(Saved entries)
***

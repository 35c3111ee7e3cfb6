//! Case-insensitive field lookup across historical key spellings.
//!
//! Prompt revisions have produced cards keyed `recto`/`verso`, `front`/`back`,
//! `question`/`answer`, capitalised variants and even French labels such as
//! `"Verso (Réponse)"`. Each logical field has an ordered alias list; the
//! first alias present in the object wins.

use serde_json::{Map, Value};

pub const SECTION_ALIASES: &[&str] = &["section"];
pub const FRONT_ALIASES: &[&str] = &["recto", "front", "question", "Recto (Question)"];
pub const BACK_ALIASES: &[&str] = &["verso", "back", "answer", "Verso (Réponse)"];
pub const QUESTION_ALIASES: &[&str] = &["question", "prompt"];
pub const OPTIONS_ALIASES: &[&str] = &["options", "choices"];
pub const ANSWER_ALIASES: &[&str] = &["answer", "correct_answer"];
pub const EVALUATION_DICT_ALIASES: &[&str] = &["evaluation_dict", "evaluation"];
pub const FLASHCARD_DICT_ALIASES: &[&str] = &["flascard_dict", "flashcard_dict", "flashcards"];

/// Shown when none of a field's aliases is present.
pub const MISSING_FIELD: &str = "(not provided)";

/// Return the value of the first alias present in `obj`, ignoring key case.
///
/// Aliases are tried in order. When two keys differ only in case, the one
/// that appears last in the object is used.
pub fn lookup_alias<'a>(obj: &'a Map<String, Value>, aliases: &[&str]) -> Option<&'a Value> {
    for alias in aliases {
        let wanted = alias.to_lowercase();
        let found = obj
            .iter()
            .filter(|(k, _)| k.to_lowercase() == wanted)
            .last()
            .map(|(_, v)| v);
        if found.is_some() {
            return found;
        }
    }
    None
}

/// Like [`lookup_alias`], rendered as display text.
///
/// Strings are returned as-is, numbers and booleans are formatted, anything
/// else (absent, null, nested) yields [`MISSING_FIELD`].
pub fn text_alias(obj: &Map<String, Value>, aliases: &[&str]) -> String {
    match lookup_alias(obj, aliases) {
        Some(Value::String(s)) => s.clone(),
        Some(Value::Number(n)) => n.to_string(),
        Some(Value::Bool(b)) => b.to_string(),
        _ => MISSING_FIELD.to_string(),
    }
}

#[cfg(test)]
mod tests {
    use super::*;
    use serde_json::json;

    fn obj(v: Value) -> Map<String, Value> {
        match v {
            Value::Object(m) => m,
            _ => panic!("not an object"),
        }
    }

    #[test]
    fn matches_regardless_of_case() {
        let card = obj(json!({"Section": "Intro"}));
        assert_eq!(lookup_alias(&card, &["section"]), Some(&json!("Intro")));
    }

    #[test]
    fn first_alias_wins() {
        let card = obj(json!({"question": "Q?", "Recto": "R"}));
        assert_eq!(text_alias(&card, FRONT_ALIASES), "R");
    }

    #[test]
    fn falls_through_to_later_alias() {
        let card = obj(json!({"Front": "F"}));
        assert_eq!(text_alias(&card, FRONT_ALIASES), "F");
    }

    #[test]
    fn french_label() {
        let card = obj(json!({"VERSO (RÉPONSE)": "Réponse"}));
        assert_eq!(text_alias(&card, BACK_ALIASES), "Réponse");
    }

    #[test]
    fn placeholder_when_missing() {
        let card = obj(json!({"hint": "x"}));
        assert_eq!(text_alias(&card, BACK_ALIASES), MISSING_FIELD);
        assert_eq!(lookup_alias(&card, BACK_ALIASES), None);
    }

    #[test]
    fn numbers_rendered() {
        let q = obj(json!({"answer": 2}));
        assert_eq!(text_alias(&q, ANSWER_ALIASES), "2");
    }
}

***

--- EXERCISE ---
Each line of the records above, from the first through the one containing "pub const QUESTION_ALIASES: &[&str]", is to be retyped exactly; no other line belongs.

--- WORKED SOLUTION ---
repository 35c3111ee7e3cfb6
//! Case-insensitive field lookup across historical key spellings.
//!
//! Prompt revisions have produced cards keyed `recto`/`verso`, `front`/`back`,
//! `question`/`answer`, capitalised variants and even French labels such as
//! `"Verso (Réponse)"`. Each logical field has an ordered alias list; the
//! first alias present in the object wins.

use serde_json::{Map, Value};

pub const SECTION_ALIASES: &[&str] = &["section"];
pub const FRONT_ALIASES: &[&str] = &["recto", "front", "question", "Recto (Question)"];
pub const BACK_ALIASES: &[&str] = &["verso", "back", "answer", "Verso (Réponse)"];
pub const QUESTION_ALIASES: &[&str] = &["question", "prompt"];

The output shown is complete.